» **TASK TO CARRY OUT**: Go through the following data and transcribe exactly the stretch of lines from the one holding "repository 7702a67db8ba4263" to the one holding "attempt < self.max_attempts", both included.

··· ENTRIES SUPPLIED ···

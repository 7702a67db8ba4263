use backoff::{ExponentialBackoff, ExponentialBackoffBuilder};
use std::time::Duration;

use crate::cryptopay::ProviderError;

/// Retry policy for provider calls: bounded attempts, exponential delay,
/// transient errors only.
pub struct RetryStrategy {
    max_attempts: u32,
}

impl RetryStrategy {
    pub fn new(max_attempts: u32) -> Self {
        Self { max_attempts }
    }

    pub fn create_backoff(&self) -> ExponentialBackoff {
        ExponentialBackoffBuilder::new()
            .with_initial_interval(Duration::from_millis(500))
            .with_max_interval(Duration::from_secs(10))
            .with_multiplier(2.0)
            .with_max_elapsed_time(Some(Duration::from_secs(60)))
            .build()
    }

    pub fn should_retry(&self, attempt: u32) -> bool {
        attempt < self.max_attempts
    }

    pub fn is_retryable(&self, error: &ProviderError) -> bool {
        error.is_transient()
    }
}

···
··· ENTRIES SUPPLIED ···

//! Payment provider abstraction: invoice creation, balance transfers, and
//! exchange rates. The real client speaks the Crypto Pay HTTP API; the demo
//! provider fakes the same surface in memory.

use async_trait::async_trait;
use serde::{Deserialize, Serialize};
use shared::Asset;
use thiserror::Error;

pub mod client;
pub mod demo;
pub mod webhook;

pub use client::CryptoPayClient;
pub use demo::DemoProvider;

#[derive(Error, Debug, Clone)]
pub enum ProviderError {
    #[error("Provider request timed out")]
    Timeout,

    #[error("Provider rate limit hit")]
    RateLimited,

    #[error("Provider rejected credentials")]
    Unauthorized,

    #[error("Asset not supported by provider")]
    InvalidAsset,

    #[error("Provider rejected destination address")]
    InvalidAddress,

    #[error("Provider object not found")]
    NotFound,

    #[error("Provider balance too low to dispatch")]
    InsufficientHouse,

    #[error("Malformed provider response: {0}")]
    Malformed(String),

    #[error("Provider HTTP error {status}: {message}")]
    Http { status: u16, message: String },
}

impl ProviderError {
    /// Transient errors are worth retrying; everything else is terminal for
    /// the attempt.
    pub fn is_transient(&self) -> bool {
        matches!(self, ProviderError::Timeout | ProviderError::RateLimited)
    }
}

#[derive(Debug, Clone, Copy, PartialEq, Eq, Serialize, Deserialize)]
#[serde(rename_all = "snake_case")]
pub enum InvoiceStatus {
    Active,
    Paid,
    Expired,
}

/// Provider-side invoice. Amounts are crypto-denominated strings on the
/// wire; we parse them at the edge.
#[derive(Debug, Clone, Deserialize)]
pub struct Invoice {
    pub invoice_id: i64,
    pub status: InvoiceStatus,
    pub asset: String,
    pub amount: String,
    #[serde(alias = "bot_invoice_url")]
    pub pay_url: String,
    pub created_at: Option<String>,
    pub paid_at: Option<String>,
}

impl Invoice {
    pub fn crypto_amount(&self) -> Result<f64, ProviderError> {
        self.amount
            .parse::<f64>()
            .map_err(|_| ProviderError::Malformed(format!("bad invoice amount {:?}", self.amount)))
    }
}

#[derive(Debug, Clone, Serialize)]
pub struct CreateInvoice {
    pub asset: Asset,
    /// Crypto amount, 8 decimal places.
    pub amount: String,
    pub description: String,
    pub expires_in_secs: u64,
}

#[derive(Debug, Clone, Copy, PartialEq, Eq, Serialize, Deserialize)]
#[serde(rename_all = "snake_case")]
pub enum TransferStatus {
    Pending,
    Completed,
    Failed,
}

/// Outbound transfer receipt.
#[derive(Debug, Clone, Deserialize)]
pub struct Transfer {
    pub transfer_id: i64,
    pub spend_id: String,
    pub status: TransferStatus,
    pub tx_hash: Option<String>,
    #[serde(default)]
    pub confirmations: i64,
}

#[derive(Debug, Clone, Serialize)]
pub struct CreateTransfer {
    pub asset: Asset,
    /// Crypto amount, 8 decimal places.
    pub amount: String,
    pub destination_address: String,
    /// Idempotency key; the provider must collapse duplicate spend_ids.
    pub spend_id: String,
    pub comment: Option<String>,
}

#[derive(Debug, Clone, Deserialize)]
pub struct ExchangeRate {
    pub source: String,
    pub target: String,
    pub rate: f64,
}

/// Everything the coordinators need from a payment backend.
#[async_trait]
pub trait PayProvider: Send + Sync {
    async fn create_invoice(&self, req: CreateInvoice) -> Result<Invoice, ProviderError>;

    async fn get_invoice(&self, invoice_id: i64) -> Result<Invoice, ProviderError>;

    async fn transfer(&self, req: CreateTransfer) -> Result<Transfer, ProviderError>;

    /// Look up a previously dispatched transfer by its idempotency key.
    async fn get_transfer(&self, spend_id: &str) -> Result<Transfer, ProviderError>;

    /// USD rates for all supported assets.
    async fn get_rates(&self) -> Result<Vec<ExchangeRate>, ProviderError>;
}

···

» **FINAL ANSWER**:
repository 7702a67db8ba4263
use backoff::{ExponentialBackoff, ExponentialBackoffBuilder};
use std::time::Duration;

use crate::cryptopay::ProviderError;

/// Retry policy for provider calls: bounded attempts, exponential delay,
/// transient errors only.
pub struct RetryStrategy {
    max_attempts: u32,
}

impl RetryStrategy {
    pub fn new(max_attempts: u32) -> Self {
        Self { max_attempts }
    }

    pub fn create_backoff(&self) -> ExponentialBackoff {
        ExponentialBackoffBuilder::new()
            .with_initial_interval(Duration::from_millis(500))
            .with_max_interval(Duration::from_secs(10))
            .with_multiplier(2.0)
            .with_max_elapsed_time(Some(Duration::from_secs(60)))
            .build()
    }

    pub fn should_retry(&self, attempt: u32) -> bool {
        attempt < self.max_attempts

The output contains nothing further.